## How to complete this task
Output every line from the beginning of the records through the line that contains "impl std::fmt::Debug for", exactly as it appears.

[Collected data]

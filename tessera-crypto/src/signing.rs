//! Ed25519 signing and verification of license plaintexts.
//!
//! Keys are PKCS#8 PEM text. The signature covers the SHA-256 digest of the
//! UTF-8 plaintext and travels as standard base64.

use crate::error::{CryptoError, CryptoResult};
use base64::{engine::general_purpose::STANDARD, Engine};
use ed25519_dalek::{
    pkcs8::{DecodePrivateKey, DecodePublicKey},
    Signature, Signer as _, SigningKey, Verifier as _, VerifyingKey,
};
use sha2::{Digest, Sha256};

/// Size of a raw Ed25519 signature in bytes.
pub const SIGNATURE_SIZE: usize = 64;

/// Private key used by issuers to sign license plaintexts.
pub struct LicenseSigningKey(SigningKey);

/// Public key used by validators to check license signatures.
#[derive(Clone, Debug, PartialEq, Eq)]
pub struct LicenseVerifyingKey(VerifyingKey);

impl LicenseSigningKey {
    /// Parses a PKCS#8 PEM private key.
    pub fn from_pem(pem: &str) -> CryptoResult<Self> {
        SigningKey::from_pkcs8_pem(pem.trim())
            .map(Self)
            .map_err(|e| CryptoError::InvalidPrivateKey(e.to_string()))
    }

    /// Signs the digest of `plaintext` and returns the base64 signature.
    pub fn sign(&self, plaintext: &str) -> CryptoResult<String> {
        let digest = message_digest(plaintext);
        let signature = self
            .0
            .try_sign(&digest)
            .map_err(|e| CryptoError::SigningFailed(e.to_string()))?;
        Ok(STANDARD.encode(signature.to_bytes()))
    }

    /// Returns the matching verifying key.
    pub fn verifying_key(&self) -> LicenseVerifyingKey {
        LicenseVerifyingKey(self.0.verifying_key())
    }
}

impl std::fmt::Debug for LicenseSigningKey {
    fn fmt(&self, f: &mut std::fmt::Formatter<'_>) -> std::fmt::Result {
        f.debug_struct("LicenseSigningKey")
            .field("key", &"[REDACTED]")
            .finish()
    }
}

impl LicenseVerifyingKey {
    /// Parses a PKCS#8 (SubjectPublicKeyInfo) PEM public key.
    pub fn from_pem(pem: &str) -> CryptoResult<Self> {
        VerifyingKey::from_public_key_pem(pem.trim())
            .map(Self)
            .map_err(|e| CryptoError::InvalidPublicKey(e.to_string()))
    }

    /// Checks a base64 signature over the digest of `plaintext`.
    ///
    /// Returns `Ok(false)` for a well-formed signature that does not match;
    /// a signature that cannot be decoded is an error.
    pub fn verify(&self, plaintext: &str, signature_b64: &str) -> CryptoResult<bool> {
        let bytes = STANDARD
            .decode(signature_b64)
            .map_err(|e| CryptoError::MalformedSignature(format!("invalid base64: {e}")))?;

        if bytes.len() != SIGNATURE_SIZE {
            return Err(CryptoError::MalformedSignature(format!(
                "expected {SIGNATURE_SIZE} bytes, got {}",
                bytes.len()
            )));
        }

        let signature = Signature::from_slice(&bytes)
            .map_err(|e| CryptoError::MalformedSignature(e.to_string()))?;

        let digest = message_digest(plaintext);
        Ok(self.0.verify(&digest, &signature).is_ok())
    }
}

/// SHA-256 digest of the UTF-8 plaintext; this is what gets signed.
pub fn message_digest(plaintext: &str) -> [u8; 32] {
    Sha256::digest(plaintext.as_bytes()).into()
}

/// Signs `plaintext` with a PEM private key.
pub fn sign(plaintext: &str, private_key_pem: &str) -> CryptoResult<String> {
    LicenseSigningKey::from_pem(private_key_pem)?.sign(plaintext)
}

/// Verifies a base64 signature of `plaintext` with a PEM public key.
pub fn verify(plaintext: &str, signature_b64: &str, public_key_pem: &str) -> CryptoResult<bool> {
    LicenseVerifyingKey::from_pem(public_key_pem)?.verify(plaintext, signature_b64)
}
//! Expiration date sealing using AES-GCM.
//!
//! Provides authenticated encryption for the date segment of a token. The
//! wire form is base64 of `nonce ‖ ciphertext ‖ tag`, a single combined
//! field.

use crate::error::{CryptoError, CryptoResult};
use crate::key::{KeySize, SymmetricKey};
use aes_gcm::{
    aead::{consts::U12, Aead, AeadCore, KeyInit, Nonce, OsRng},
    aes::Aes192,
    Aes128Gcm, Aes256Gcm, AesGcm,
};
use base64::{engine::general_purpose::STANDARD, Engine};
use chrono::{DateTime, SecondsFormat, Utc};

/// Size of nonce in bytes (96 bits for AES-GCM).
pub const NONCE_SIZE: usize = 12;

/// Size of authentication tag in bytes.
pub const TAG_SIZE: usize = 16;

/// Payload sealed in place of a date when a license never expires.
pub const NO_EXPIRATION: &str = "NoExpiration";

type Aes192Gcm = AesGcm<Aes192, U12>;

/// Encrypted data with the nonce needed for decryption.
#[derive(Clone, Debug, PartialEq, Eq)]
pub struct EncryptedData {
    /// The nonce used for encryption (unique per encryption).
    pub nonce: [u8; NONCE_SIZE],
    /// The encrypted ciphertext (includes auth tag).
    pub ciphertext: Vec<u8>,
}

impl EncryptedData {
    /// Returns the total size of the combined form.
    pub fn len(&self) -> usize {
        NONCE_SIZE + self.ciphertext.len()
    }

    /// Returns true if the ciphertext is empty.
    pub fn is_empty(&self) -> bool {
        self.ciphertext.is_empty()
    }

    /// Encodes the combined form as standard base64.
    pub fn to_base64(&self) -> String {
        let mut bytes = Vec::with_capacity(self.len());
        bytes.extend_from_slice(&self.nonce);
        bytes.extend_from_slice(&self.ciphertext);
        STANDARD.encode(&bytes)
    }

    /// Decodes the combined form from standard base64.
    pub fn from_base64(encoded: &str) -> CryptoResult<Self> {
        let bytes = STANDARD
            .decode(encoded)
            .map_err(|e| CryptoError::MalformedCipherText(format!("invalid base64: {e}")))?;

        if bytes.len() < NONCE_SIZE + TAG_SIZE {
            return Err(CryptoError::MalformedCipherText(format!(
                "data too short: {} bytes",
                bytes.len()
            )));
        }

        let mut nonce = [0u8; NONCE_SIZE];
        nonce.copy_from_slice(&bytes[..NONCE_SIZE]);
        let ciphertext = bytes[NONCE_SIZE..].to_vec();

        Ok(Self { nonce, ciphertext })
    }
}

fn seal<C>(key: &[u8], plaintext: &[u8]) -> CryptoResult<EncryptedData>
where
    C: Aead + AeadCore<NonceSize = U12> + KeyInit,
{
    let cipher =
        C::new_from_slice(key).map_err(|e| CryptoError::EncryptionFailed(e.to_string()))?;
    let nonce = C::generate_nonce(&mut OsRng);

    let ciphertext = cipher
        .encrypt(&nonce, plaintext)
        .map_err(|e| CryptoError::EncryptionFailed(e.to_string()))?;

    let mut nonce_bytes = [0u8; NONCE_SIZE];
    nonce_bytes.copy_from_slice(&nonce);

    Ok(EncryptedData {
        nonce: nonce_bytes,
        ciphertext,
    })
}

fn open<C>(key: &[u8], encrypted: &EncryptedData) -> CryptoResult<Vec<u8>>
where
    C: Aead + AeadCore<NonceSize = U12> + KeyInit,
{
    // A key of the wrong length can never authenticate anything sealed under this size.
    let cipher = C::new_from_slice(key).map_err(|_| CryptoError::AuthenticationFailed)?;
    let nonce = Nonce::<C>::from_slice(&encrypted.nonce);

    cipher
        .decrypt(nonce, encrypted.ciphertext.as_ref())
        .map_err(|_| CryptoError::AuthenticationFailed)
}

/// Encrypts plaintext with a fresh random nonce.
///
/// The AES-GCM variant is chosen by the key's size.
pub fn encrypt(key: &SymmetricKey, plaintext: &[u8]) -> CryptoResult<EncryptedData> {
    match key.size() {
        KeySize::Bits128 => seal::<Aes128Gcm>(key.as_bytes(), plaintext),
        KeySize::Bits192 => seal::<Aes192Gcm>(key.as_bytes(), plaintext),
        KeySize::Bits256 => seal::<Aes256Gcm>(key.as_bytes(), plaintext),
    }
}

/// Decrypts data sealed by [`encrypt`].
///
/// Fails with [`CryptoError::AuthenticationFailed`] on a wrong key or tampered data.
pub fn decrypt(key: &SymmetricKey, encrypted: &EncryptedData) -> CryptoResult<Vec<u8>> {
    match key.size() {
        KeySize::Bits128 => open::<Aes128Gcm>(key.as_bytes(), encrypted),
        KeySize::Bits192 => open::<Aes192Gcm>(key.as_bytes(), encrypted),
        KeySize::Bits256 => open::<Aes256Gcm>(key.as_bytes(), encrypted),
    }
}

/// Renders an expiration date the way it is sealed: UTC, second precision.
pub fn format_date(date: &DateTime<Utc>) -> String {
    date.to_rfc3339_opts(SecondsFormat::Secs, true)
}

/// Parses a sealed date payload, normalizing any offset to UTC.
///
/// Accepts the signed extended-year form [`format_date`] writes for years
/// outside `0000..=9999` (e.g. `+10000-01-01T00:00:00Z`).
pub fn parse_date(text: &str) -> CryptoResult<DateTime<Utc>> {
    text.parse::<DateTime<Utc>>()
        .map_err(|e| CryptoError::UnparseableDate(format!("{text:?}: {e}")))
}

/// Seals an optional expiration date and returns the base64 combined form.
///
/// An absent date seals the [`NO_EXPIRATION`] sentinel.
pub fn encrypt_date(date: Option<&DateTime<Utc>>, key: &SymmetricKey) -> CryptoResult<String> {
    let payload = match date {
        Some(date) => format_date(date),
        None => NO_EXPIRATION.to_string(),
    };

    Ok(encrypt(key, payload.as_bytes())?.to_base64())
}

/// Opens a sealed expiration date.
///
/// Returns `None` when the payload is the [`NO_EXPIRATION`] sentinel.
pub fn decrypt_date(encoded: &str, key: &SymmetricKey) -> CryptoResult<Option<DateTime<Utc>>> {
    let encrypted = EncryptedData::from_base64(encoded)?;
    let payload = decrypt(key, &encrypted)?;
    let text = String::from_utf8(payload)
        .map_err(|e| CryptoError::UnparseableDate(format!("invalid UTF-8: {e}")))?;

    if text == NO_EXPIRATION {
        return Ok(None);
    }

    parse_date(&text).map(Some)
}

## Task result
filename tessera-crypto/src/signing.rs
//! Ed25519 signing and verification of license plaintexts.
//!
//! Keys are PKCS#8 PEM text. The signature covers the SHA-256 digest of the
//! UTF-8 plaintext and travels as standard base64.

use crate::error::{CryptoError, CryptoResult};
use base64::{engine::general_purpose::STANDARD, Engine};
use ed25519_dalek::{
    pkcs8::{DecodePrivateKey, DecodePublicKey},
    Signature, Signer as _, SigningKey, Verifier as _, VerifyingKey,
};
use sha2::{Digest, Sha256};

/// Size of a raw Ed25519 signature in bytes.
pub const SIGNATURE_SIZE: usize = 64;

/// Private key used by issuers to sign license plaintexts.
pub struct LicenseSigningKey(SigningKey);

/// Public key used by validators to check license signatures.
#[derive(Clone, Debug, PartialEq, Eq)]
pub struct LicenseVerifyingKey(VerifyingKey);

impl LicenseSigningKey {
    /// Parses a PKCS#8 PEM private key.
    pub fn from_pem(pem: &str) -> CryptoResult<Self> {
        SigningKey::from_pkcs8_pem(pem.trim())
            .map(Self)
            .map_err(|e| CryptoError::InvalidPrivateKey(e.to_string()))
    }

    /// Signs the digest of `plaintext` and returns the base64 signature.
    pub fn sign(&self, plaintext: &str) -> CryptoResult<String> {
        let digest = message_digest(plaintext);
        let signature = self
            .0
            .try_sign(&digest)
            .map_err(|e| CryptoError::SigningFailed(e.to_string()))?;
        Ok(STANDARD.encode(signature.to_bytes()))
    }

    /// Returns the matching verifying key.
    pub fn verifying_key(&self) -> LicenseVerifyingKey {
        LicenseVerifyingKey(self.0.verifying_key())
    }
}

impl std::fmt::Debug for LicenseSigningKey {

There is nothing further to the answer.